Wiregrass: Aristida species
- wiregrass is an un-palatable and unproductive grass
- a high proportion of wiregrass in a pasture indicates poor land condition
- strategic burning of wiregrass dominated pastures over a 2–3 year period can reduce wiregrass density; the success will vary with wiregrass species spelling or halving stocking rates after burning is necessary to allow desirable species to establish in the pasture.
There are over 40 species of wire grasses in Southern Queensland. Belonging to the genus Aristida, they are all similar and are all native. Wire grasses, as the name suggests, are unpalatable and unproductive hard stemmed grass with little green leaf.
While the larger species can grow up to one metre high, most are shorter. The key identifiable feature of wire grasses, is their seed head. The seed varies in size but has a sharp barbed point and the tail has three awns. Anyone who has walked through a paddock will have experienced the seed in their socks. Other common names include 3-awned speargrass and white speargrass.
The amount of wiregrass plants in a pasture is a key indicator of pasture condition. Its wire like stems makes wiregrass very unpalatable to stock. As a native plant it is common to most native pastures, but it seldom makes up more than 5% of a healthy native pasture. Generally, the proportion of wiregrass increases under conditions of heavy grazing. The lack of fire can also result in an increase in the density of wiregrass. For whatever reason it occurs, a pasture dominated by wiregrass is in poor condition.
Reducing the incidence
Work carried out at Brian Pastures Research Station showed that burning reduced the proportion of wiregrass and other undesirable grasses such as pitted bluegrass (Bothriochloa decipiens) and slender chloris (Chloris divaricata). Burning reduced the density of wiregrass, initially by reducing tussock size and later by reducing tussock numbers.
At the same time, burning combined with reduced grazing pressure in at least three consecutive years, improved the density and vigour of desirable native species such as black speargrass (Heteropogon contortus) and forest bluegrass (Bothriocloa bladhii).
Results of this work and subsequent trials on commercial grazing properties, demonstrate that spring burning following 25 to 50mm of rain, combined with grazing management will restore pasture composition and land condition.
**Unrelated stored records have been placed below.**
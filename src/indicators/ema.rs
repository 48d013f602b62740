// =============================================================================
// Exponential Moving Average (EMA)
// =============================================================================
//
// EMA gives more weight to recent prices, making it more responsive to new
// information than the Simple Moving Average (SMA).
//
// Formula:
//   multiplier = 2 / (period + 1)
//   EMA_t      = close_t * multiplier + EMA_{t-1} * (1 - multiplier)
//
// The first EMA value is the first close itself, so the series is defined from
// index 0 and has the same length as the input.
// =============================================================================

use super::window::{ema_alpha, exponential_smooth};

/// Compute the EMA series for `values` and look-back `period`.
///
/// # Edge cases
/// - Empty input => empty vec
/// - `period == 0` behaves like `period == 1` (the series is returned as-is)
pub fn calculate_ema(values: &[f64], period: usize) -> Vec<f64> {
    exponential_smooth(values, ema_alpha(period))
}
// =============================================================================
// Symbol mapping — human-friendly coin names to Binance trading pairs
// =============================================================================

/// Common names and tickers mapped to their Binance base asset.
const BASE_ASSETS: &[(&str, &str)] = &[
    ("BITCOIN", "BTC"),
    ("BTC", "BTC"),
    ("ETHEREUM", "ETH"),
    ("ETH", "ETH"),
    ("BNB", "BNB"),
    ("ADA", "ADA"),
    ("XRP", "XRP"),
    ("DOGE", "DOGE"),
    ("SOL", "SOL"),
    ("DOT", "DOT"),
];

/// Map `symbol` + quote asset `vs` to a Binance pair, e.g.
/// `("bitcoin", "usdt") -> "BTCUSDT"`.
///
/// Unknown symbols are upper-cased and used as the base asset unchanged.
pub fn symbol_to_pair(symbol: &str, vs: &str) -> String {
    let upper = symbol.trim().to_uppercase();
    let base = BASE_ASSETS
        .iter()
        .find(|(name, _)| *name == upper)
        .map(|(_, base)| (*base).to_string())
        .unwrap_or(upper);
    format!("{base}{}", vs.trim().to_uppercase())
}

/// Whether `pair` only contains characters Binance accepts in a symbol.
pub fn is_valid_pair(pair: &str) -> bool {
    (2..=20).contains(&pair.len())
        && pair
            .chars()
            .all(|c| c.is_ascii_uppercase() || c.is_ascii_digit())
}

/// Kline intervals accepted by `GET /api/v3/klines`.
pub const KLINE_INTERVALS: &[&str] = &[
    "1s", "1m", "3m", "5m", "15m", "30m", "1h", "2h", "4h", "6h", "8h", "12h", "1d", "3d", "1w",
    "1M",
];

pub fn is_valid_interval(interval: &str) -> bool {
    KLINE_INTERVALS.contains(&interval)
}
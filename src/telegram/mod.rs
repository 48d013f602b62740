pub mod client;
pub mod commands;
pub mod format;
pub mod handler;
pub mod types;

pub use client::TelegramClient;
pub use handler::handle_update;
pub use types::Update;
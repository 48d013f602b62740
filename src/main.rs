// =============================================================================
// Signal Desk Bot — Main Entry Point
// =============================================================================
//
// Serves the JSON API and the Telegram webhook from one axum server. The
// webhook is registered with Telegram at startup when `WEBHOOK_URL` is set.
// SIGHUP re-reads the runtime config file.
// =============================================================================

// ── Module declarations ──────────────────────────────────────────────────────
mod api;
mod app_state;
mod binance;
mod coingecko;
mod engine;
mod envelope;
mod error;
mod indicators;
mod levels;
mod market_data;
mod report;
mod runtime_config;
mod service;
mod signals;
mod telegram;

use std::sync::Arc;
use tracing::{error, info, warn};
use tracing_subscriber::EnvFilter;

use crate::app_state::AppState;
use crate::runtime_config::{BotSecrets, RuntimeConfig};

const DEFAULT_CONFIG_PATH: &str = "bot_config.json";

#[tokio::main]
async fn main() -> anyhow::Result<()> {
    // ── 1. Environment & config ──────────────────────────────────────────
    let _ = dotenv::dotenv();

    tracing_subscriber::fmt()
        .with_env_filter(
            EnvFilter::try_from_default_env().unwrap_or_else(|_| EnvFilter::new("info")),
        )
        .init();

    info!("Signal Desk Bot starting up");

    let config_path =
        std::env::var("BOT_CONFIG").unwrap_or_else(|_| DEFAULT_CONFIG_PATH.to_string());

    let config = RuntimeConfig::load_or_default(&config_path);

    let secrets = BotSecrets::from_env()?;
    info!(
        bind_addr = %secrets.bind_addr,
        webhook = secrets.webhook_url.is_some(),
        interval = %config.default_interval,
        kline_limit = config.kline_limit,
        "Configuration ready"
    );

    // ── 2. Build shared state ────────────────────────────────────────────
    let state = Arc::new(AppState::new(config, &secrets));

    // ── 3. Register the Telegram webhook ─────────────────────────────────
    match &secrets.webhook_url {
        Some(url) => {
            if let Err(e) = state
                .telegram
                .set_webhook(url, secrets.webhook_secret.as_deref())
                .await
            {
                error!(error = %e, "Failed to register Telegram webhook");
            }
        }
        None => warn!("WEBHOOK_URL not set; Telegram updates will not be delivered"),
    }

    // ── 4. Reload config on SIGHUP ───────────────────────────────────────
    #[cfg(unix)]
    {
        let state = state.clone();
        let path = config_path.clone();
        tokio::spawn(async move {
            use tokio::signal::unix::{signal, SignalKind};
            let mut hangups = match signal(SignalKind::hangup()) {
                Ok(s) => s,
                Err(e) => {
                    error!(error = %e, "Failed to install SIGHUP handler");
                    return;
                }
            };
            while hangups.recv().await.is_some() {
                if let Err(e) = state.reload_config(&path) {
                    warn!(path = %path, error = %format!("{e:#}"), "Config reload failed, keeping current config");
                }
            }
        });
    }

    // ── 5. HTTP server ───────────────────────────────────────────────────
    let app = api::router(state.clone());
    let listener = tokio::net::TcpListener::bind(&secrets.bind_addr).await?;
    info!(addr = %secrets.bind_addr, "HTTP server listening");

    // ── 6. Serve until Ctrl+C ────────────────────────────────────────────
    axum::serve(listener, app)
        .with_graceful_shutdown(async {
            if let Err(e) = tokio::signal::ctrl_c().await {
                error!(error = %e, "Failed to listen for shutdown signal");
            }
            warn!("Shutdown signal received — stopping gracefully");
        })
        .await?;

    info!(
        analyses_served = state.analyses_served(),
        updates_received = state.updates_received(),
        "Signal Desk Bot shut down complete."
    );
    Ok(())
}
// =============================================================================
// Analysis Envelope — auditable record of one served analysis
// =============================================================================
//
// Wraps an engine `Report` (indicators, labels, per-label score breakdown and
// key levels) with the request context it was produced for.
// =============================================================================

use serde::Serialize;

use crate::report::Report;

#[derive(Debug, Clone, Serialize)]
pub struct AnalysisEnvelope {
    /// Unique identifier for this analysis (UUID v4).
    pub id: String,

    /// Binance pair the candles were fetched for, e.g. `BTCUSDT`.
    pub pair: String,

    /// Kline interval, e.g. `1h`.
    pub interval: String,

    /// Number of candles the engine ran over.
    pub candle_count: usize,

    /// RFC 3339 timestamp of when this envelope was created.
    pub created_at: String,

    pub report: Report,
}

impl AnalysisEnvelope {
    pub fn new(
        pair: impl Into<String>,
        interval: impl Into<String>,
        candle_count: usize,
        report: Report,
    ) -> Self {
        Self {
            id: uuid::Uuid::new_v4().to_string(),
            pair: pair.into(),
            interval: interval.into(),
            candle_count,
            created_at: chrono::Utc::now().to_rfc3339(),
            report,
        }
    }
}
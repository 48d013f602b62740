// =============================================================================
// Binance REST API Client — public market data
// =============================================================================
//
// Only the unauthenticated klines endpoint is used, so no API key or request
// signing is involved. Every request carries a 10 s timeout.
// =============================================================================

use anyhow::{Context, Result};
use serde::Deserialize;
use tracing::{debug, instrument, warn};

use crate::market_data::Candle;

const DEFAULT_BASE_URL: &str = "https://api.binance.com";

/// Binance error code for an unknown trading pair.
pub const INVALID_SYMBOL_CODE: i64 = -1121;

/// Non-2xx answer from Binance, with the `{code, msg}` body when it has one.
#[derive(Debug, thiserror::Error)]
#[error("Binance returned {status}: {msg}")]
pub struct BinanceApiError {
    pub status: u16,
    pub code: Option<i64>,
    pub msg: String,
}

impl BinanceApiError {
    fn from_body(status: u16, body: &str) -> Self {
        #[derive(Deserialize)]
        struct ErrorBody {
            code: i64,
            msg: String,
        }

        match serde_json::from_str::<ErrorBody>(body) {
            Ok(b) => Self {
                status,
                code: Some(b.code),
                msg: b.msg,
            },
            Err(_) => Self {
                status,
                code: None,
                msg: body.trim().to_string(),
            },
        }
    }

    /// The request named a pair Binance does not list. Rate limits (429/418)
    /// and server errors are not.
    pub fn is_invalid_symbol(&self) -> bool {
        self.code == Some(INVALID_SYMBOL_CODE) || self.status == 400
    }
}

/// Binance REST API client for candle data.
#[derive(Clone)]
pub struct BinanceClient {
    base_url: String,
    client: reqwest::Client,
}

impl BinanceClient {
    // -------------------------------------------------------------------------
    // Construction
    // -------------------------------------------------------------------------

    /// Create a client against the production REST endpoint.
    pub fn new() -> Self {
        Self::with_base_url(DEFAULT_BASE_URL)
    }

    /// Create a client against a custom endpoint (testnet, proxy, mock).
    pub fn with_base_url(base_url: impl Into<String>) -> Self {
        let base_url = base_url.into().trim_end_matches('/').to_string();

        let client = reqwest::Client::builder()
            .timeout(std::time::Duration::from_secs(10))
            .build()
            .expect("failed to build reqwest client");

        debug!(base_url = %base_url, "BinanceClient initialised");

        Self { base_url, client }
    }

    // -------------------------------------------------------------------------
    // Public market data
    // -------------------------------------------------------------------------

    /// GET /api/v3/klines (public, no signature required).
    ///
    /// Returns candles oldest-first, exactly as Binance orders them.
    #[instrument(skip(self), name = "binance::get_klines")]
    pub async fn get_klines(&self, symbol: &str, interval: &str, limit: u32) -> Result<Vec<Candle>> {
        let url = format!("{}/api/v3/klines", self.base_url);
        let limit = limit.to_string();

        let resp = self
            .client
            .get(&url)
            .query(&[("symbol", symbol), ("interval", interval), ("limit", limit.as_str())])
            .send()
            .await
            .context("GET /api/v3/klines request failed")?;

        let status = resp.status();
        let text = resp.text().await.context("failed to read klines response")?;

        if !status.is_success() {
            let err = BinanceApiError::from_body(status.as_u16(), &text);
            warn!(status = err.status, code = ?err.code, msg = %err.msg, "klines request rejected");
            return Err(err.into());
        }

        let body: serde_json::Value =
            serde_json::from_str(&text).context("failed to parse klines response")?;

        let candles = parse_klines(&body)?;
        debug!(
            symbol,
            interval,
            count = candles.len(),
            first = ?candles.first().and_then(Candle::open_time_rfc3339),
            last = ?candles.last().and_then(Candle::open_time_rfc3339),
            "klines fetched"
        );
        Ok(candles)
    }
}

impl Default for BinanceClient {
    fn default() -> Self {
        Self::new()
    }
}

impl std::fmt::Debug for BinanceClient {
    fn fmt(&self, f: &mut std::fmt::Formatter<'_>) -> std::fmt::Result {
        f.debug_struct("BinanceClient")
            .field("base_url", &self.base_url)
            .finish()
    }
}

// -----------------------------------------------------------------------------
// Response parsing
// -----------------------------------------------------------------------------

/// Parse Binance's array-of-arrays kline payload.
///
/// Array indices:
///   [0] openTime, [1] open, [2] high, [3] low, [4] close, [5] volume,
///   [6] closeTime, ... (the remaining fields are not used)
///
/// Entries with fewer than six fields are skipped with a warning.
pub fn parse_klines(body: &serde_json::Value) -> Result<Vec<Candle>> {
    let raw = body.as_array().context("klines response is not an array")?;

    let mut candles = Vec::with_capacity(raw.len());
    for entry in raw {
        let arr = entry.as_array().context("kline entry is not an array")?;

        if arr.len() < 6 {
            warn!("skipping malformed kline entry with {} elements", arr.len());
            continue;
        }

        let open_time = arr[0].as_i64().context("kline open time is not an integer")?;
        let open = parse_str_f64(&arr[1])?;
        let high = parse_str_f64(&arr[2])?;
        let low = parse_str_f64(&arr[3])?;
        let close = parse_str_f64(&arr[4])?;
        let volume = parse_str_f64(&arr[5])?;

        candles.push(Candle::new(open_time, open, high, low, close, volume));
    }
    Ok(candles)
}

/// Parse a JSON value that may be either a string or a number into `f64`.
fn parse_str_f64(val: &serde_json::Value) -> Result<f64> {
    if let Some(s) = val.as_str() {
        s.parse::<f64>()
            .with_context(|| format!("failed to parse '{s}' as f64"))
    } else if let Some(n) = val.as_f64() {
        Ok(n)
    } else {
        anyhow::bail!("expected string or number, got: {val}")
    }
}
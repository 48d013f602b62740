pub mod client;
pub mod symbols;

pub use client::{BinanceApiError, BinanceClient};
pub use symbols::{is_valid_interval, is_valid_pair, symbol_to_pair};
Many people ask about slashing to reduce wiregrass. While slashing may allow more favourable species to return to the pasture, spelling will be necessary. It is doubtful if slashing will reduce the wiregrass population as effectively as fire. Even more doubtful is the economic viability. In situations where slashing is an option (higher rainfall, accessible country) sown pasture establishment will probably lead to more viable and sustained results.
Damien O’Sullivan, Department of Agriculture and Fisheries.